DIRECTIONS: Reproduce the opening lines of the records exactly, please, stopping after the line that contains "results as JSON.".

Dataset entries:

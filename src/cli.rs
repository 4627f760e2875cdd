use std::path::PathBuf;

use clap::builder::RangedI64ValueParser;
use clap::{Parser, Subcommand};
use tongshu::Date;
use tongshu::date::{MAX_YEAR, MIN_YEAR};

/// Longest look-ahead accepted by `deity upcoming`, about a hundred years.
const MAX_UPCOMING_DAYS: i64 = 36_600;

fn year_parser() -> RangedI64ValueParser<i32> {
    clap::value_parser!(i32).range(i64::from(MIN_YEAR)..=i64::from(MAX_YEAR))
}

/// 通書：日干支、農曆、拜拜吉凶與神明聖誕查詢。
#[derive(Parser)]
#[command(
    name = "tongshu",
    version,
    about = "Sexagenary day fortunes, lunar dates and deity birthdays"
)]
pub struct Cli {
    /// Increase verbosity (-v info, -vv debug, -vvv trace).
    #[arg(short, long, global = true, action = clap::ArgAction::Count)]
    pub verbose: u8,

    /// Print results as JSON.
    #[arg(long, global = true)]
    pub json: bool,

    /// Path to TOML configuration file [default: tongshu.toml].
    #[arg(short, long, global = true)]
    pub config: Option<PathBuf>,

    /// Subcommand to run.
    #[command(subcommand)]
    pub command: Command,
}

/// Available subcommands.
#[derive(Subcommand)]
pub enum Command {
    /// Show the almanac entry for one day (today if no date is given).
    Day(DayArgs),
    /// Show every day of a Gregorian month with its fortune.
    Month(MonthArgs),
    /// Convert a lunar date to its Gregorian date.
    Lunar(LunarArgs),
    /// Show the sixty-day fortune table.
    Table,
    /// Look up deity birthdays.
    #[command(subcommand)]
    Deity(DeityCommand),
    /// Verify the day-label calculation against reference dates.
    Check,
}

/// Arguments for the `day` subcommand.
#[derive(clap::Args)]
pub struct DayArgs {
    /// Gregorian date as YYYY-MM-DD.
    pub date: Option<Date>,

    /// Hour of day (0-23); 23 belongs to the next day under the zi-hour boundary.
    #[arg(long, value_parser = clap::value_parser!(u32).range(0..24))]
    pub hour: Option<u32>,

    /// Change days at midnight instead of at the zi hour.
    #[arg(long)]
    pub midnight: bool,
}

/// Arguments for the `month` subcommand.
#[derive(clap::Args)]
pub struct MonthArgs {
    #[arg(value_parser = year_parser(), allow_negative_numbers = true)]
    pub year: i32,
    #[arg(value_parser = clap::value_parser!(u32).range(1..=12))]
    pub month: u32,
}

/// Arguments for the `lunar` subcommand.
#[derive(clap::Args)]
pub struct LunarArgs {
    #[arg(value_parser = year_parser(), allow_negative_numbers = true)]
    pub year: i32,
    pub month: u32,
    pub day: u32,

    /// The month is the leap month of that number.
    #[arg(long)]
    pub leap: bool,
}

/// Deity birthday queries.
#[derive(Subcommand)]
pub enum DeityCommand {
    /// Search deity names and notes.
    Search {
        term: String,
    },
    /// Birthdays from today through the next N days.
    Upcoming {
        /// Number of days to look ahead [default: from config].
        #[arg(long, value_parser = clap::value_parser!(u32).range(..=MAX_UPCOMING_DAYS))]
        days: Option<u32>,
    },
    /// Birthdays falling in a Gregorian month.
    Monthly {
        #[arg(value_parser = year_parser(), allow_negative_numbers = true)]
        year: i32,
        #[arg(value_parser = clap::value_parser!(u32).range(1..=12))]
        month: u32,
    },
}
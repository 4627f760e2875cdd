use std::path::{Path, PathBuf};

use anyhow::{Context, Result};
use chrono::FixedOffset;
use serde::Deserialize;
use tongshu::DayBoundary;
use tracing::debug;

/// Default configuration file, read from the working directory if present.
pub const DEFAULT_PATH: &str = "tongshu.toml";

/// Top-level configuration.
#[derive(Debug, Deserialize, PartialEq)]
#[serde(deny_unknown_fields)]
pub struct TongshuConfig {
    /// Offset from UTC used to decide what "today" and "now" are.
    #[serde(default = "default_utc_offset_minutes")]
    pub utc_offset_minutes: i32,

    /// Whether the late zi hour belongs to the next day.
    #[serde(default)]
    pub day_boundary: DayBoundary,

    /// Look-ahead window for `deity upcoming`.
    #[serde(default = "default_upcoming_days")]
    pub upcoming_days: u32,
}

fn default_utc_offset_minutes() -> i32 {
    480
}
fn default_upcoming_days() -> u32 {
    7
}

impl Default for TongshuConfig {
    fn default() -> Self {
        TongshuConfig {
            utc_offset_minutes: default_utc_offset_minutes(),
            day_boundary: DayBoundary::default(),
            upcoming_days: default_upcoming_days(),
        }
    }
}

impl TongshuConfig {
    /// Loads the configuration.
    ///
    /// With no explicit path, a missing `tongshu.toml` yields the defaults; an
    /// explicitly named file must exist.
    pub fn load(path: Option<&Path>) -> Result<Self> {
        let (path, explicit) = match path {
            Some(p) => (p.to_path_buf(), true),
            None => (PathBuf::from(DEFAULT_PATH), false),
        };
        if !explicit && !path.exists() {
            debug!(path = %path.display(), "no config file, using defaults");
            return Ok(Self::default());
        }
        let toml_str = std::fs::read_to_string(&path)
            .with_context(|| format!("failed to read config file: {}", path.display()))?;
        let config: TongshuConfig = toml::from_str(&toml_str)
            .with_context(|| format!("failed to parse TOML config: {}", path.display()))?;
        config.offset()?;
        debug!(?config, "config loaded");
        Ok(config)
    }

    /// The configured UTC offset.
    pub fn offset(&self) -> Result<FixedOffset> {
        FixedOffset::east_opt(self.utc_offset_minutes * 60).with_context(|| {
            format!(
                "utc_offset_minutes out of range: {}",
                self.utc_offset_minutes
            )
        })
    }
}

#[cfg(test)]
mod tests {
    use super::*;

    #[test]
    fn empty_file_gives_defaults() {
        let config: TongshuConfig = toml::from_str("").unwrap();
        assert_eq!(TongshuConfig::default(), config);
        assert_eq!(480, config.utc_offset_minutes);
        assert_eq!(DayBoundary::ZiHour, config.day_boundary);
        assert_eq!(7, config.upcoming_days);
    }

    #[test]
    fn fields_override_defaults() {
        let config: TongshuConfig = toml::from_str(
            "utc_offset_minutes = -300\nday_boundary = \"midnight\"\nupcoming_days = 30\n",
        )
        .unwrap();
        assert_eq!(-300, config.utc_offset_minutes);
        assert_eq!(DayBoundary::Midnight, config.day_boundary);
        assert_eq!(30, config.upcoming_days);
        assert_eq!(-5 * 3600, config.offset().unwrap().local_minus_utc());
    }

    #[test]
    fn unknown_fields_are_rejected() {
        assert!(toml::from_str::<TongshuConfig>("timezone = \"Asia/Taipei\"").is_err());
        assert!(toml::from_str::<TongshuConfig>("day_boundary = \"noon\"").is_err());
    }

    #[test]
    fn offset_range_is_checked() {
        let config = TongshuConfig {
            utc_offset_minutes: 24 * 60,
            ..TongshuConfig::default()
        };
        assert!(config.offset().is_err());
    }

    #[test]
    fn missing_explicit_file_is_an_error() {
        let path = Path::new("/nonexistent/tongshu.toml");
        assert!(TongshuConfig::load(Some(path)).is_err());
    }
}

OUTPUT FOR THIS EXERCISE:
filename src/cli.rs
repository 4627f760e2875cdd
use std::path::PathBuf;

use clap::builder::RangedI64ValueParser;
use clap::{Parser, Subcommand};
use tongshu::Date;
use tongshu::date::{MAX_YEAR, MIN_YEAR};

/// Longest look-ahead accepted by `deity upcoming`, about a hundred years.
const MAX_UPCOMING_DAYS: i64 = 36_600;

fn year_parser() -> RangedI64ValueParser<i32> {
    clap::value_parser!(i32).range(i64::from(MIN_YEAR)..=i64::from(MAX_YEAR))
}

/// 通書：日干支、農曆、拜拜吉凶與神明聖誕查詢。
#[derive(Parser)]
#[command(
    name = "tongshu",
    version,
    about = "Sexagenary day fortunes, lunar dates and deity birthdays"
)]
pub struct Cli {
    /// Increase verbosity (-v info, -vv debug, -vvv trace).
    #[arg(short, long, global = true, action = clap::ArgAction::Count)]
    pub verbose: u8,

    /// Print results as JSON.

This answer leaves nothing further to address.